Le pape Léon XIV a rendu publique lundi sa première encyclique, intitulée « Magnifica Humanitas » (Magnifique Humanité), un document de 42 300 mots adressé aux 1,4 milliard de catholiques dans le monde. Le texte, signé le 135e anniversaire de l’encyclique « Rerum Novarum » de Léon XIII – dont le pontife actuel a choisi le nom –, aborde frontalement les bouleversements attendus de l’intelligence artificielle.
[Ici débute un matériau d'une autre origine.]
//! Placeholder tokens and per-record replacement maps

use crate::models::Record;
use serde::{Deserialize, Serialize};

/// Literal placeholder texts expected in the template
#[derive(Debug, Clone, PartialEq, Eq, Serialize, Deserialize)]
#[serde(default)]
pub struct TemplateTokens {
    pub customer: String,
    pub code: String,
    pub street: String,
    pub city: String,
    /// Date label to replace
    pub date: String,
    /// What the date label becomes; `{date}` is replaced with the formatted date
    pub date_replacement: String,
}

impl Default for TemplateTokens {
    fn default() -> Self {
        Self {
            customer: "KOLOM A".to_string(),
            code: "KOLOM B".to_string(),
            street: "KOLOM C".to_string(),
            city: "KOLOM D".to_string(),
            date: "Datum: van vandaag".to_string(),
            date_replacement: "Datum: {date}".to_string(),
        }
    }
}

impl TemplateTokens {
    /// Token keys in substitution order
    pub fn keys(&self) -> [&str; 5] {
        [&self.customer, &self.code, &self.street, &self.city, &self.date]
    }
}

/// Ordered token → value pairs.
///
/// Keys are applied one after another, each as a single literal
/// replace-all pass over the text produced by the previous keys. A value
/// that contains a later key is therefore rewritten by that key.
#[derive(Debug, Clone, Default, PartialEq, Eq)]
pub struct ReplacementMap {
    entries: Vec<(String, String)>,
}

impl ReplacementMap {
    pub fn new() -> Self {
        Self::default()
    }

    /// Append a pair. Empty keys are ignored.
    pub fn insert(&mut self, key: impl Into<String>, value: impl Into<String>) {
        let key = key.into();
        if key.is_empty() {
            return;
        }
        self.entries.push((key, value.into()));
    }

    pub fn for_record(record: &Record, tokens: &TemplateTokens, date: &str) -> Self {
        let mut map = Self::new();
        map.insert(&tokens.customer, &record.customer);
        map.insert(&tokens.code, &record.code);
        map.insert(&tokens.street, &record.street);
        map.insert(&tokens.city, &record.city);
        map.insert(&tokens.date, tokens.date_replacement.replace("{date}", date));
        map
    }

    pub fn iter(&self) -> impl Iterator<Item = (&str, &str)> {
        self.entries.iter().map(|(k, v)| (k.as_str(), v.as_str()))
    }

    pub fn len(&self) -> usize {
        self.entries.len()
    }

    pub fn is_empty(&self) -> bool {
        self.entries.is_empty()
    }

    pub fn apply(&self, text: &str) -> String {
        let mut result = text.to_string();
        for (key, value) in &self.entries {
            if result.contains(key.as_str()) {
                result = result.replace(key.as_str(), value);
            }
        }
        result
    }
}

#[cfg(test)]
mod tests {
    use super::*;
    use pretty_assertions::assert_eq;

    fn acme() -> Record {
        Record::new("Acme B.V.", "871234", "Main St 1", "Town")
    }

    #[test]
    fn test_map_order_and_date() {
        let map = ReplacementMap::for_record(&acme(), &TemplateTokens::default(), "19-10-2026");
        let pairs: Vec<(&str, &str)> = map.iter().collect();
        assert_eq!(
            pairs,
            vec![
                ("KOLOM A", "Acme B.V."),
                ("KOLOM B", "871234"),
                ("KOLOM C", "Main St 1"),
                ("KOLOM D", "Town"),
                ("Datum: van vandaag", "Datum: 19-10-2026"),
            ]
        );
    }

    #[test]
    fn test_all_occurrences_replaced() {
        let map = ReplacementMap::for_record(&acme(), &TemplateTokens::default(), "01-01-2026");
        assert_eq!(
            map.apply("KOLOM A / KOLOM A (KOLOM B)"),
            "Acme B.V. / Acme B.V. (871234)"
        );
    }

    #[test]
    fn test_substring_match_inside_words() {
        let map = ReplacementMap::for_record(&acme(), &TemplateTokens::default(), "01-01-2026");
        assert_eq!(map.apply("xxKOLOM Dyy"), "xxTownyy");
    }

    #[test]
    fn test_unmapped_text_is_untouched() {
        let map = ReplacementMap::for_record(&acme(), &TemplateTokens::default(), "01-01-2026");
        assert_eq!(map.apply("KOLOM E stays"), "KOLOM E stays");
    }

    #[test]
    fn test_value_containing_later_key_is_rewritten() {
        let record = Record::new("KOLOM B Holding", "871234", "Main St", "Town");
        let map = ReplacementMap::for_record(&record, &TemplateTokens::default(), "01-01-2026");
        assert_eq!(map.apply("KOLOM A"), "871234 Holding");
    }

    #[test]
    fn test_value_containing_earlier_key_is_kept() {
        let record = Record::new("Acme", "KOLOM A", "Main St", "Town");
        let map = ReplacementMap::for_record(&record, &TemplateTokens::default(), "01-01-2026");
        // KOLOM A was already applied when KOLOM B introduces it
        assert_eq!(map.apply("KOLOM B"), "KOLOM A");
    }

    #[test]
    fn test_empty_keys_ignored() {
        let mut map = ReplacementMap::new();
        map.insert("", "x");
        assert!(map.is_empty());
        assert_eq!(map.apply("abc"), "abc");
    }
}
Une distinction fondamentale entre l’IA et l’humain

L’un des messages centraux de l’encyclique est le refus d’assimiler l’intelligence artificielle à l’intelligence humaine. « Il faut éviter de tomber dans la méprise qui consisterait à assimiler ce type d’“intelligence” à celle des êtres humains », écrit le pape. Selon lui, les systèmes d’IA « se contentent d’imiter certaines fonctions de l’intelligence humaine », et même s’ils la surpassent parfois en rapidité et en capacité de calcul, leur puissance « reste entièrement liée au traitement de données ».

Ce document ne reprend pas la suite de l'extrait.